Author(s): Chintan Dave
Denoising an image is a classical problem that researchers are trying to solve for decades. In earlier times, researchers used filters to reduce the noise in the images. They used to work fairly well for images with a reasonable level of noise. However, applying those filters would add a blur to the image. And if the image is too noisy, then the resultant image would be so blurry that most of the critical details in the image are lost.
There has to be a better way to solve this problem. As a result, I have implemented several deep learning architectures that far surpass the traditional denoising filters. In this blog, I will explain my approach step-by-step as a case study, starting from the problem formulation to implementing the state-of-the-art deep learning models, and then finally see the results.
- What is noise in images?
- Problem Formulation
- Machine Learning Problem Formulation
- Source of Data
- Exploratory Data Analysis
- An Overview on Traditional Filters for Image Denoising
- Deep Learning Models for Image Denoising
- Results Comparison
- Future Work and Scope for Improvement
1. What is noise in images?
Image noise is a random variation of brightness or color information in the images captured. It is degradation in image signal caused by external sources. Mathematically, noise in an image can be represented by,
A(x,y) = B(x,y) + H(x,y)
A(x,y)= function of noisy image;
B(x,y)= function of original image;
H(x,y)= function of noise;
To understand more about noise, check out this blog.
2. Problem Formulation
Traditional image denoising algorithms always assume the noise to be homogeneous Gaussian distributed. However, in practice, the noise on real images can be much more complex. Such noise on real images is called Real-noise or Blind-noise. Traditional filters fail to perform well on images with such noise.
So, the problem formulation becomes,
How can we denoise images containing blind noise?
Objective and Constraints
- The goal is to denoise the color images with blind noise
- No latency constraint, because I would like to denoise the images as close to the ground truth as possible, even if it takes a reasonable amount of time
The term blind denoising refers to the fact that the basis used for denoising is learned from the noisy sample itself during denoising. In other words, whatever deep learning architecture we build should learn the noise distribution in the images inherently and denoise it. So as always, it all depends on the type of data we provide to the deep learning model.
3. Machine Learning Problem Formulation
First, let us consider the format of an RGB image.
Any RGB image has three color channels – Red, Green, and Blue, for each pixel.
Now, each color is represented by an 8-bit number which has a range of 0–255. So, any image can be represented by a 3-dimensional matrix.

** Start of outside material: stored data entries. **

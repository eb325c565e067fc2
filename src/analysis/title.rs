use lazy_static::lazy_static;
use regex::Regex;
use std::collections::HashSet;

use crate::article::Article;
use crate::text::tokenize;

pub const FALLBACK_TITLE: &str = "Latest Technology Trends and Developments";

lazy_static! {
    // Trailing source attributions such as " - TechCrunch" or " | The Verge".
    static ref SOURCE_SUFFIX: Regex =
        Regex::new(r"\s+[-–|]\s+\w+(\s+\w+)?$").expect("valid source suffix pattern");
}

/// Strips a trailing " - Source" style attribution from a headline.
pub fn clean_title(title: &str) -> String {
    SOURCE_SUFFIX.replace(title.trim(), "").trim().to_string()
}

/// The most recently published member; undated members only win when no
/// member carries a usable timestamp.
pub fn most_recent(members: &[Article]) -> Option<&Article> {
    let mut best: Option<(&Article, chrono::DateTime<chrono::Utc>)> = None;
    for article in members {
        if let Some(published) = article.published_datetime() {
            match best {
                Some((_, current)) if published <= current => {}
                _ => best = Some((article, published)),
            }
        }
    }
    best.map(|(article, _)| article).or_else(|| members.first())
}

/// Suggests a headline for a topic.
///
/// The most recent member's cleaned title is used when it is between 15 and
/// 99 characters and shares vocabulary with the dominant terms; otherwise the
/// top four dominant terms are combined.
pub fn suggest_title(members: &[Article], dominant_terms: &[String]) -> String {
    if let Some(article) = most_recent(members) {
        let cleaned = clean_title(&article.title);
        let length = cleaned.chars().count();
        if (15..100).contains(&length) && overlaps_terms(&cleaned, dominant_terms) {
            return cleaned;
        }
    }

    if dominant_terms.is_empty() {
        return FALLBACK_TITLE.to_string();
    }

    let terms: Vec<String> = dominant_terms.iter().take(4).map(|t| title_case(t)).collect();
    format!("Trending in Tech: {}", terms.join(", "))
}

/// Without dominant terms there is nothing to contradict the headline.
fn overlaps_terms(title: &str, dominant_terms: &[String]) -> bool {
    if dominant_terms.is_empty() {
        return true;
    }
    let terms: HashSet<String> = dominant_terms.iter().map(|t| t.to_lowercase()).collect();
    tokenize(title).iter().any(|token| terms.contains(token))
}

fn title_case(term: &str) -> String {
    term.split_whitespace()
        .map(|word| {
            let mut chars = word.chars();
            match chars.next() {
                Some(first) => first.to_uppercase().chain(chars.flat_map(char::to_lowercase)).collect(),
                None => String::new(),
            }
        })
        .collect::<Vec<_>>()
        .join(" ")
}

#[cfg(test)]
mod tests {
    use super::*;
    use chrono::{Duration, Utc};

    fn terms(values: &[&str]) -> Vec<String> {
        values.iter().map(|v| v.to_string()).collect()
    }

    #[test]
    fn test_clean_title() {
        assert_eq!(
            clean_title("Chipmakers race to 2nm - TechCrunch"),
            "Chipmakers race to 2nm"
        );
        assert_eq!(clean_title("Apple unveils Vision | The Verge"), "Apple unveils Vision");
        assert_eq!(clean_title("No attribution here"), "No attribution here");
    }

    #[test]
    fn test_prefers_most_recent_member_title() {
        let now = Utc::now();
        let members = vec![
            Article::new("Older quantum chip story", "u1", "A", "")
                .with_published_at(now - Duration::days(2)),
            Article::new("Quantum chip hits new record - Wired", "u2", "B", "")
                .with_published_at(now),
            Article::new("Undated quantum chip story", "u3", "C", ""),
        ];
        let title = suggest_title(&members, &terms(&["quantum", "chip"]));
        assert_eq!(title, "Quantum chip hits new record");
    }

    #[test]
    fn test_synthesizes_from_terms_when_title_unrelated() {
        let members = vec![Article::new("Weekly newsletter roundup", "u1", "A", "")];
        let title = suggest_title(
            &members,
            &terms(&["battery", "lithium", "solid state", "cars", "grid"]),
        );
        assert_eq!(title, "Trending in Tech: Battery, Lithium, Solid State, Cars");
    }

    #[test]
    fn test_short_title_falls_back() {
        let members = vec![Article::new("AI news", "u1", "A", "")];
        assert_eq!(suggest_title(&members, &[]), FALLBACK_TITLE);
        assert_eq!(suggest_title(&members, &terms(&["ai"])), "Trending in Tech: Ai");
    }

    #[test]
    fn test_most_recent_without_dates_is_first() {
        let members = vec![
            Article::new("First", "u1", "A", ""),
            Article::new("Second", "u2", "A", ""),
        ];
        assert_eq!(most_recent(&members).map(|a| a.url.as_str()), Some("u1"));
        assert!(most_recent(&[]).is_none());
    }
}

Now consider the same thing for a noisy image.
We saw in the earlier section that noise is a random variation in the pixels. In other words, some of the pixels’ numeric values for the 3 channels in the image is corrupted. To restore the image to its original form, we need to rectify those corrupted pixel values.
Type of Machine Learning problem
- We can look at this as a supervised learning regression problem, where we are predicting the true value of the corrupted pixel [number in the range of 0–255].
Loss function and Performance Metric
- The loss that I will be using is MSE (Mean Squared Error). The lower the score better it is.
- For performance evaluation, I will be using two metrics,
PSNR (Peak Signal to Noise Ratio)
SSIM (Structural Similarity Index Measure)
For both, the higher the score better it is.
4. Source of Data
As this is a supervised learning problem, we need the pair of noisy images (x) and ground truth images (y).
I have collected the data from three sources.
- SIDD — Contains 160 pairs of [Noisy – Ground truth] images from the smartphone camera
- RENOIR — Contains 80 pairs [Noisy — Ground truth] images from the smartphone camera
- NIND — Contains 62 pairs of [Noisy — Ground truth] images from Fujifilm X-T1 DSLR camera
5. Exploratory Data Analysis
Analysis of the meta-data
We can see that majority of the photos have been clicked on iPhone 7, followed by Samsung S6 and Google Pixel. LG G4 has the least number of photos.
There are a total of 14 unique ISO level settings used in the dataset. Most of the photos are clicked at a low ISO setting. The most used ISO settings are 100 and 800 followed by 1600,400 and 3200. The higher the exposure, the brighter the image will be and vice-versa.
Most of the photos are clicked at 100 shutter speed, followed by 400 and 800. The higher the shutter speed darker the image will be, and vice-versa.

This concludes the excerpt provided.